For the entries below, work out how many lines contain the string "EnvFilter" and write only the number.

_Stored items_
□ □ □ □
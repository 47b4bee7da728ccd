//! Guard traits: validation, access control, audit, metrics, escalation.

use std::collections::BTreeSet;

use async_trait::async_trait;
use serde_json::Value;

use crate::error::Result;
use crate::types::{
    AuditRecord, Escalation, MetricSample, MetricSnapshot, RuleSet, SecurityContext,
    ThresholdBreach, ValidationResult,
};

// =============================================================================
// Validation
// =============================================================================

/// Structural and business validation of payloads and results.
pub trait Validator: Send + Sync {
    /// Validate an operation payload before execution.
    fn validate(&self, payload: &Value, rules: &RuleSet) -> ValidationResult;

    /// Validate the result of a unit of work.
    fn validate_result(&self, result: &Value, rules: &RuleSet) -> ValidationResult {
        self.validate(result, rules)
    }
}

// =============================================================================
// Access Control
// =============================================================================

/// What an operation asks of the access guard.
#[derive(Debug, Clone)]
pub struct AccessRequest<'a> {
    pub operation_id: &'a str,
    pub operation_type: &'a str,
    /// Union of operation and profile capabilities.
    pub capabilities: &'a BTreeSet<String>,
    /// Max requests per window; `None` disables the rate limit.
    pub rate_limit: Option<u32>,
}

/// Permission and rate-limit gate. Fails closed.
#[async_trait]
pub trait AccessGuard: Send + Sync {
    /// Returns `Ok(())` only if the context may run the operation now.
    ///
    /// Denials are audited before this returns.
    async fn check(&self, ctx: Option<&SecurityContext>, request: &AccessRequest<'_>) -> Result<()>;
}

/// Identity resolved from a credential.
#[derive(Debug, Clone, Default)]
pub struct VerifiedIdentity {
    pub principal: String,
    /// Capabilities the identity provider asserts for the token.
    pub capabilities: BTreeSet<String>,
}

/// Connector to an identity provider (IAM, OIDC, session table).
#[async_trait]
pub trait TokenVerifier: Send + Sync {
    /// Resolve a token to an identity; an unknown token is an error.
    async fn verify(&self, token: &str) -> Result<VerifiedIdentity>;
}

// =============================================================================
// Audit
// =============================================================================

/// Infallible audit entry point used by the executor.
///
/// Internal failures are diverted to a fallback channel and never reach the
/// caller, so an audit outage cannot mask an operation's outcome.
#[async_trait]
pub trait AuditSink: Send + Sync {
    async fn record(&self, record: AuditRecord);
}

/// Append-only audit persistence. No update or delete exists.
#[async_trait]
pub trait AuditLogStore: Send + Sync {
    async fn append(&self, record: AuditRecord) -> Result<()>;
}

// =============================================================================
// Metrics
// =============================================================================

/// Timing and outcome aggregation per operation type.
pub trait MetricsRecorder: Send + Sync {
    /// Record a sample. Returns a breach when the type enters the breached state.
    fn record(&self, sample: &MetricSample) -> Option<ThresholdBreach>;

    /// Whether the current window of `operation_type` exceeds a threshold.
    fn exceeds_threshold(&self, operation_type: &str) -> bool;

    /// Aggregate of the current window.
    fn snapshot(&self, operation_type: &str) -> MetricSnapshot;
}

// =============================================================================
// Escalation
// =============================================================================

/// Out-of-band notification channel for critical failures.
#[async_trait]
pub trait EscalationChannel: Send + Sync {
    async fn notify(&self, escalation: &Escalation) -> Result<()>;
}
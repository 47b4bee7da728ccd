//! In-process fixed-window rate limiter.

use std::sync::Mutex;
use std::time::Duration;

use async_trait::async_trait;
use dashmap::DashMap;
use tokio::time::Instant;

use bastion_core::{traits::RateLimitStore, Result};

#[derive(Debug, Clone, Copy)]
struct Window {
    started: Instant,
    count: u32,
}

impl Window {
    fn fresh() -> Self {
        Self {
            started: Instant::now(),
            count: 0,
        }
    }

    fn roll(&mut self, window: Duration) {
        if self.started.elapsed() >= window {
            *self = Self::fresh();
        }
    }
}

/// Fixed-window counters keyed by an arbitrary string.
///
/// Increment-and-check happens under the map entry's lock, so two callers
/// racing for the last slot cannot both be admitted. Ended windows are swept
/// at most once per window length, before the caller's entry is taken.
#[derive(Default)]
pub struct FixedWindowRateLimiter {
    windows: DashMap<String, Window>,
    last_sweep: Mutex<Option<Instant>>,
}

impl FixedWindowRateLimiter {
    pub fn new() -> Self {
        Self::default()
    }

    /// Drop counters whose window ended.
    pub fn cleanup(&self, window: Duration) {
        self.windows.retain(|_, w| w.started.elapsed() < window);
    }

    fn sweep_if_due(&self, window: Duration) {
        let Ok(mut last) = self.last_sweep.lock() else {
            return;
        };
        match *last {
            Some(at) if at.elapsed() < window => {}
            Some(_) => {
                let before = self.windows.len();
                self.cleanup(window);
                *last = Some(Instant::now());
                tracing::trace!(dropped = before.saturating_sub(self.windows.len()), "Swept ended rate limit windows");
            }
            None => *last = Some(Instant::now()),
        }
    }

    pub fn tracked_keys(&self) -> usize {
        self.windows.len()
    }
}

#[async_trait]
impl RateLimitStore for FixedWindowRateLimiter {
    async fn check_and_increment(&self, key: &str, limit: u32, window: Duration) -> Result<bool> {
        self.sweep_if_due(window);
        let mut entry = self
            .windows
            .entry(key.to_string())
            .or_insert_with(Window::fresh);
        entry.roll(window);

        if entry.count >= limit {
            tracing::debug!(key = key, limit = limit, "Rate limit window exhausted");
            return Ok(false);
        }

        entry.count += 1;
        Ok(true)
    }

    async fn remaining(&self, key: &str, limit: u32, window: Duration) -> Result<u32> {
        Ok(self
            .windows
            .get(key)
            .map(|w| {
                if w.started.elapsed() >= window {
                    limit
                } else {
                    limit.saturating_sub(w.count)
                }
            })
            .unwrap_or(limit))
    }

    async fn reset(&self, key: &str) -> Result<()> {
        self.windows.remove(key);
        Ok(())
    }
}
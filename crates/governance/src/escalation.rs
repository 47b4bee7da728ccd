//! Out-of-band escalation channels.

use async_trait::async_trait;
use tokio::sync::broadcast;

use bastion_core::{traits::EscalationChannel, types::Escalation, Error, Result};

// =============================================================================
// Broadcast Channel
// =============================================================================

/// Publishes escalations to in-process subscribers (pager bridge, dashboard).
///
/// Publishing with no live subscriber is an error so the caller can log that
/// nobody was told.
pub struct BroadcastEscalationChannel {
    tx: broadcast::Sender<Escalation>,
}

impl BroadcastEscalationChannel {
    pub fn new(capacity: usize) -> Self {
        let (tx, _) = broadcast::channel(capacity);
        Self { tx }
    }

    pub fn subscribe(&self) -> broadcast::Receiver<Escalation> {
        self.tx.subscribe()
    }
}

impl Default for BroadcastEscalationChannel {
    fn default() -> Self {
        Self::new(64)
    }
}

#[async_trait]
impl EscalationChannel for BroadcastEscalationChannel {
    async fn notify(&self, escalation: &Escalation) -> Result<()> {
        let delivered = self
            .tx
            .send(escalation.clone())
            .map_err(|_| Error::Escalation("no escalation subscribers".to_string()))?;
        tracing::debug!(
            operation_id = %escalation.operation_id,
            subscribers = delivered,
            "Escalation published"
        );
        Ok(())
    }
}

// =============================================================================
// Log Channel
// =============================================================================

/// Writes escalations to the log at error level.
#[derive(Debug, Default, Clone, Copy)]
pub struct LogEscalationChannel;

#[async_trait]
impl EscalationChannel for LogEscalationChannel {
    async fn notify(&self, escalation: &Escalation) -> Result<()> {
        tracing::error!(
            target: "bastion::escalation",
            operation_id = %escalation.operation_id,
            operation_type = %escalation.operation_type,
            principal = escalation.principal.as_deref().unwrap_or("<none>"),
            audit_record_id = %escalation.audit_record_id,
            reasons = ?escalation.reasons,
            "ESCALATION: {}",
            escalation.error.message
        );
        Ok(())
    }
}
□ □ □ □
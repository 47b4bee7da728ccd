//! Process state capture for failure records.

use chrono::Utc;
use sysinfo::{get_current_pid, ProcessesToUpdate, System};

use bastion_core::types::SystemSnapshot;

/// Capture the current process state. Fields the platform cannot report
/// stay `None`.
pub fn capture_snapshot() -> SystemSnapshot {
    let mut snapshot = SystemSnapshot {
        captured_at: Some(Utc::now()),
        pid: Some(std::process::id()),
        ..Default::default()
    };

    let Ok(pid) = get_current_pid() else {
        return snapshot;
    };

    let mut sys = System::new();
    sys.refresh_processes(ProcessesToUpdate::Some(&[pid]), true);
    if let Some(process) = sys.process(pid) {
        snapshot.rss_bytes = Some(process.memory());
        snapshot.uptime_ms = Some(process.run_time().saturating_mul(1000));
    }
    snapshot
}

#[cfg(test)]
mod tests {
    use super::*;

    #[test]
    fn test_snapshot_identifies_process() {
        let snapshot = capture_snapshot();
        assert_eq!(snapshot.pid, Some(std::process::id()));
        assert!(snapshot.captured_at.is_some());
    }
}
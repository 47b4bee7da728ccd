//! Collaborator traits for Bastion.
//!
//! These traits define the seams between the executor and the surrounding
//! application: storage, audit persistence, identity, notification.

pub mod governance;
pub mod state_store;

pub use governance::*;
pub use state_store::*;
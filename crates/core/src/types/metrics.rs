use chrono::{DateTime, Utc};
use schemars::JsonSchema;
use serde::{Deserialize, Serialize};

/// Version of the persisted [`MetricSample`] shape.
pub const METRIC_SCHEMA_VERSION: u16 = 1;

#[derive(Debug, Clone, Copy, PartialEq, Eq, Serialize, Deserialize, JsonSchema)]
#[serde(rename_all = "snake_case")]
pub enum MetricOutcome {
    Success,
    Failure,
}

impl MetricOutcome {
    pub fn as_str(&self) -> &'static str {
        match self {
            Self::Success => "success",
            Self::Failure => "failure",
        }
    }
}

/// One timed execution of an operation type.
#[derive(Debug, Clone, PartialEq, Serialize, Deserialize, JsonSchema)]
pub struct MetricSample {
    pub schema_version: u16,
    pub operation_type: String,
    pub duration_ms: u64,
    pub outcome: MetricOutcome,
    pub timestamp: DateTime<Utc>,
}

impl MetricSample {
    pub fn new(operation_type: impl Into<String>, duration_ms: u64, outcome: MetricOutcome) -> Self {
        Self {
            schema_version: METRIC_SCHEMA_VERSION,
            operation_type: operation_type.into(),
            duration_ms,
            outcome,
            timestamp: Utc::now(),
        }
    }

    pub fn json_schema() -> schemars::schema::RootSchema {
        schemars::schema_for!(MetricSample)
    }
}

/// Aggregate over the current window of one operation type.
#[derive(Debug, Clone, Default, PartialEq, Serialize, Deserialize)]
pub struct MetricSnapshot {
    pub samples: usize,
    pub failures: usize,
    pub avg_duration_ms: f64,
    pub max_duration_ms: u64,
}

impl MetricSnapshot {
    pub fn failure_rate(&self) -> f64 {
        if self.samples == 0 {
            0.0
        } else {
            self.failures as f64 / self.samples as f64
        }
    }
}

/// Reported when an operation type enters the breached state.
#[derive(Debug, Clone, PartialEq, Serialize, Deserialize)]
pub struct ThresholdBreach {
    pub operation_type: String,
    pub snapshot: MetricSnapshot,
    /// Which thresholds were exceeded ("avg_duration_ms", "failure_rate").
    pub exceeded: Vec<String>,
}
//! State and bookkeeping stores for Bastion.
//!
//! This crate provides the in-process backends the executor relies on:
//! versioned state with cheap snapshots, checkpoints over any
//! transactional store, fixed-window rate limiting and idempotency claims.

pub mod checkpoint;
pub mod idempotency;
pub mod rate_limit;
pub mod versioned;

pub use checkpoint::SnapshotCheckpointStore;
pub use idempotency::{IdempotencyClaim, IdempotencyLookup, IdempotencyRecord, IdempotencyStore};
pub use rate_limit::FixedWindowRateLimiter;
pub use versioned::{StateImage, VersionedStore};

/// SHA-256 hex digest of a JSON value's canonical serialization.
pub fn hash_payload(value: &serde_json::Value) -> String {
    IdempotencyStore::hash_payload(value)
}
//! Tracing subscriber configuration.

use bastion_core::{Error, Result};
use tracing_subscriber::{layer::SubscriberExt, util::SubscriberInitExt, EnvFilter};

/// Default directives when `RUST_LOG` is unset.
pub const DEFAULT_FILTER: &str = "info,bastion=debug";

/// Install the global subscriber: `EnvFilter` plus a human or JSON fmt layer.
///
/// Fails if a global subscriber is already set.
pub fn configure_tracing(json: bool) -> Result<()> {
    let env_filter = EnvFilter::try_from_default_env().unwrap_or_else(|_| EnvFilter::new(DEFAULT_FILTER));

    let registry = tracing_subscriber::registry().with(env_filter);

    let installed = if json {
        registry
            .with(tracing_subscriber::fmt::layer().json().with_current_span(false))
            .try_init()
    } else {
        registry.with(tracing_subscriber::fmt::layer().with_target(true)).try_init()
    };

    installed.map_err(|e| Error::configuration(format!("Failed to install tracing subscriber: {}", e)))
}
□ □ □ □
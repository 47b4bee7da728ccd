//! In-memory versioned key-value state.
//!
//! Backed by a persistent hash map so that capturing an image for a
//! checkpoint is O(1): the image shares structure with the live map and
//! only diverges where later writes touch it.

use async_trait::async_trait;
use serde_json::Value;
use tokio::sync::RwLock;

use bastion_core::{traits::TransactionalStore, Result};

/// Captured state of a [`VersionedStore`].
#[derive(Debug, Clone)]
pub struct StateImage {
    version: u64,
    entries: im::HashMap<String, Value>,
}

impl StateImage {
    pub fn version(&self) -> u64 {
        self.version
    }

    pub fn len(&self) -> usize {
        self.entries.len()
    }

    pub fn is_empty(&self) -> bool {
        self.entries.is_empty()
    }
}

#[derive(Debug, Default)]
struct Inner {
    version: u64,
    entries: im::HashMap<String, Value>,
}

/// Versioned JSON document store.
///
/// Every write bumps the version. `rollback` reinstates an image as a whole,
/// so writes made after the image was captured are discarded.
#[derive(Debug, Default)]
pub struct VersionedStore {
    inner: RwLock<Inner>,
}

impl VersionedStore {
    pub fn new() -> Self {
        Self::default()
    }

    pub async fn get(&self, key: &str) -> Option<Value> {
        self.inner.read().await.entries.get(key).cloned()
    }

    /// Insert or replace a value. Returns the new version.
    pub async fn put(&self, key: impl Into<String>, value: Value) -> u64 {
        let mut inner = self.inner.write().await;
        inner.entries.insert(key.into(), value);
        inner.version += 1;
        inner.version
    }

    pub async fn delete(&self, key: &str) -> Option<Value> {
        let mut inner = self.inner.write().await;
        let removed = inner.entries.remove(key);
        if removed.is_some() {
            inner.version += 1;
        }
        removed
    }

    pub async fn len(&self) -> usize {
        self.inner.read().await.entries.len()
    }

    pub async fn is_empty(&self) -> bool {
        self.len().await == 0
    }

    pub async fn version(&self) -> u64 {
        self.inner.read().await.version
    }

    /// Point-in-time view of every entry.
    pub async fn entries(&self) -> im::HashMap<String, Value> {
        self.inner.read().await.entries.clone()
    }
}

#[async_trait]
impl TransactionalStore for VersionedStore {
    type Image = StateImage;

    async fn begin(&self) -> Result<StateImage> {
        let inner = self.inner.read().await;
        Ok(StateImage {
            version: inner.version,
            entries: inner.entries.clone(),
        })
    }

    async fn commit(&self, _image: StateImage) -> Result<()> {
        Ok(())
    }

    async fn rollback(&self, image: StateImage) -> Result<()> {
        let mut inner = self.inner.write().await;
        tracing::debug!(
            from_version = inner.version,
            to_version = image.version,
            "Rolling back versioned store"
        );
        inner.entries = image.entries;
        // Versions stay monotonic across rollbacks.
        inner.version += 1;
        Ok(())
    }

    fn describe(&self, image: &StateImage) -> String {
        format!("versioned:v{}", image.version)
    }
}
□ □ □ □
_Solved problem_
3